--- WORK ITEM ---
Every record must be copied exactly, from first line to last.

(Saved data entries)

.....

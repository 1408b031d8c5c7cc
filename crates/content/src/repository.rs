//! The narrow repository seam in front of the backing store.
//!
//! The hosted document store keeps one scalar-config document (hero copy,
//! marquee strings, FOMO pool) and two list collections (products, archive
//! entries), each entry addressable by its id. This trait mirrors exactly
//! that shape - get/patch for the config document, list/put/delete by id for
//! the collections - so the backing store is swappable and the facade can be
//! tested against [`crate::MemoryRepository`].

use async_trait::async_trait;
use chrono::{DateTime, Utc};
use serde::{Deserialize, Serialize};

use pixelpunk_core::{ArchiveItem, ArchiveItemId, HeroContent, Product, ProductId, SiteContent};

use crate::error::ContentError;

/// The scalar-config document (`site_content/main`).
#[derive(Debug, Clone, PartialEq, Eq, Serialize, Deserialize)]
#[serde(rename_all = "camelCase")]
pub struct SettingsDoc {
    pub hero: HeroContent,
    pub marquee: Vec<String>,
    pub fomo_messages: Vec<String>,
    /// Server-side write timestamp; conflicts resolve last-write-wins on it.
    #[serde(default)]
    pub updated_at: Option<DateTime<Utc>>,
}

/// Merge-patch for the scalar-config document.
///
/// Only the fields present are overwritten; the store keeps the rest. This
/// is the field-granularity last-write-wins model the facade documents:
/// concurrent editors clobber per field, never per character.
#[derive(Debug, Clone, Default, PartialEq, Eq, Serialize, Deserialize)]
#[serde(rename_all = "camelCase")]
pub struct SettingsPatch {
    #[serde(skip_serializing_if = "Option::is_none")]
    pub hero: Option<HeroContent>,
    #[serde(skip_serializing_if = "Option::is_none")]
    pub marquee: Option<Vec<String>>,
    #[serde(skip_serializing_if = "Option::is_none")]
    pub fomo_messages: Option<Vec<String>>,
}

impl SettingsPatch {
    /// A patch carrying every scalar field of `content` (used for seeding
    /// and reset, where the whole document is overwritten).
    #[must_use]
    pub fn full(content: &SiteContent) -> Self {
        Self {
            hero: Some(content.hero.clone()),
            marquee: Some(content.marquee.clone()),
            fomo_messages: Some(content.fomo_messages.clone()),
        }
    }
}

/// Backing store for editable site content.
///
/// All operations are independent: a failure in one must not poison another.
/// Implementations do not retry; the facade treats every error as terminal
/// for that call and moves on.
#[async_trait]
pub trait ContentRepository: Send + Sync {
    /// Establish a session with the store.
    ///
    /// For stores that require authentication this performs the
    /// anonymous-identity handshake. Idempotent; safe to call once at init.
    ///
    /// # Errors
    ///
    /// Returns `ContentError` if the handshake fails. The facade logs this
    /// and continues - individual calls will fail on their own terms.
    async fn connect(&self) -> Result<(), ContentError>;

    /// Fetch the scalar-config document, `None` if it has never been written.
    ///
    /// # Errors
    ///
    /// Returns `ContentError` if the store is unreachable or denies access.
    async fn fetch_settings(&self) -> Result<Option<SettingsDoc>, ContentError>;

    /// Merge-patch the scalar-config document.
    ///
    /// # Errors
    ///
    /// Returns `ContentError` if the write is rejected.
    async fn put_settings(&self, patch: &SettingsPatch) -> Result<(), ContentError>;

    /// List the products collection.
    ///
    /// # Errors
    ///
    /// Returns `ContentError` if the store is unreachable or denies access.
    async fn list_products(&self) -> Result<Vec<Product>, ContentError>;

    /// Upsert one product, keyed on its id.
    ///
    /// # Errors
    ///
    /// Returns `ContentError` if the write is rejected.
    async fn put_product(&self, product: &Product) -> Result<(), ContentError>;

    /// Delete one product by id. Deleting an absent id is not an error.
    ///
    /// # Errors
    ///
    /// Returns `ContentError` if the delete is rejected.
    async fn delete_product(&self, id: &ProductId) -> Result<(), ContentError>;

    /// List the archive-entries collection.
    ///
    /// # Errors
    ///
    /// Returns `ContentError` if the store is unreachable or denies access.
    async fn list_archive_items(&self) -> Result<Vec<ArchiveItem>, ContentError>;

    /// Upsert one archive entry, keyed on its id.
    ///
    /// # Errors
    ///
    /// Returns `ContentError` if the write is rejected.
    async fn put_archive_item(&self, item: &ArchiveItem) -> Result<(), ContentError>;

    /// Delete one archive entry by id. Deleting an absent id is not an error.
    ///
    /// # Errors
    ///
    /// Returns `ContentError` if the delete is rejected.
    async fn delete_archive_item(&self, id: &ArchiveItemId) -> Result<(), ContentError>;
}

.....

--- TASK RESPONSE ---
repository 1408b031d8c5c7cc
filename crates/content/src/repository.rs
//! The narrow repository seam in front of the backing store.
//!
//! The hosted document store keeps one scalar-config document (hero copy,
//! marquee strings, FOMO pool) and two list collections (products, archive
//! entries), each entry addressable by its id. This trait mirrors exactly
//! that shape - get/patch for the config document, list/put/delete by id for
//! the collections - so the backing store is swappable and the facade can be
//! tested against [`crate::MemoryRepository`].

use async_trait::async_trait;
use chrono::{DateTime, Utc};
use serde::{Deserialize, Serialize};

use pixelpunk_core::{ArchiveItem, ArchiveItemId, HeroContent, Product, ProductId, SiteContent};

use crate::error::ContentError;

/// The scalar-config document (`site_content/main`).
#[derive(Debug, Clone, PartialEq, Eq, Serialize, Deserialize)]
#[serde(rename_all = "camelCase")]
pub struct SettingsDoc {
    pub hero: HeroContent,
    pub marquee: Vec<String>,
    pub fomo_messages: Vec<String>,
    /// Server-side write timestamp; conflicts resolve last-write-wins on it.
    #[serde(default)]
    pub updated_at: Option<DateTime<Utc>>,
}

/// Merge-patch for the scalar-config document.
///
/// Only the fields present are overwritten; the store keeps the rest. This
/// is the field-granularity last-write-wins model the facade documents:
/// concurrent editors clobber per field, never per character.
#[derive(Debug, Clone, Default, PartialEq, Eq, Serialize, Deserialize)]
#[serde(rename_all = "camelCase")]
pub struct SettingsPatch {
    #[serde(skip_serializing_if = "Option::is_none")]
    pub hero: Option<HeroContent>,
    #[serde(skip_serializing_if = "Option::is_none")]
    pub marquee: Option<Vec<String>>,
    #[serde(skip_serializing_if = "Option::is_none")]
    pub fomo_messages: Option<Vec<String>>,
}

impl SettingsPatch {
    /// A patch carrying every scalar field of `content` (used for seeding
    /// and reset, where the whole document is overwritten).
    #[must_use]
    pub fn full(content: &SiteContent) -> Self {
        Self {
            hero: Some(content.hero.clone()),
            marquee: Some(content.marquee.clone()),
            fomo_messages: Some(content.fomo_messages.clone()),
        }
    }
}

/// Backing store for editable site content.
///
/// All operations are independent: a failure in one must not poison another.
/// Implementations do not retry; the facade treats every error as terminal
/// for that call and moves on.
#[async_trait]
pub trait ContentRepository: Send + Sync {
    /// Establish a session with the store.
    ///
    /// For stores that require authentication this performs the
    /// anonymous-identity handshake. Idempotent; safe to call once at init.
    ///
    /// # Errors
    ///
    /// Returns `ContentError` if the handshake fails. The facade logs this
    /// and continues - individual calls will fail on their own terms.
    async fn connect(&self) -> Result<(), ContentError>;

    /// Fetch the scalar-config document, `None` if it has never been written.
    ///
    /// # Errors
    ///
    /// Returns `ContentError` if the store is unreachable or denies access.
    async fn fetch_settings(&self) -> Result<Option<SettingsDoc>, ContentError>;

    /// Merge-patch the scalar-config document.
    ///
    /// # Errors
    ///
    /// Returns `ContentError` if the write is rejected.
    async fn put_settings(&self, patch: &SettingsPatch) -> Result<(), ContentError>;

    /// List the products collection.
    ///
    /// # Errors
    ///
    /// Returns `ContentError` if the store is unreachable or denies access.
    async fn list_products(&self) -> Result<Vec<Product>, ContentError>;

    /// Upsert one product, keyed on its id.
    ///
    /// # Errors
    ///
    /// Returns `ContentError` if the write is rejected.
    async fn put_product(&self, product: &Product) -> Result<(), ContentError>;

    /// Delete one product by id. Deleting an absent id is not an error.
    ///
    /// # Errors
    ///
    /// Returns `ContentError` if the delete is rejected.
    async fn delete_product(&self, id: &ProductId) -> Result<(), ContentError>;

    /// List the archive-entries collection.
    ///
    /// # Errors
    ///
    /// Returns `ContentError` if the store is unreachable or denies access.
    async fn list_archive_items(&self) -> Result<Vec<ArchiveItem>, ContentError>;

    /// Upsert one archive entry, keyed on its id.
    ///
    /// # Errors
    ///
    /// Returns `ContentError` if the write is rejected.
    async fn put_archive_item(&self, item: &ArchiveItem) -> Result<(), ContentError>;

    /// Delete one archive entry by id. Deleting an absent id is not an error.
    ///
    /// # Errors
    ///
    /// Returns `ContentError` if the delete is rejected.
    async fn delete_archive_item(&self, id: &ArchiveItemId) -> Result<(), ContentError>;
}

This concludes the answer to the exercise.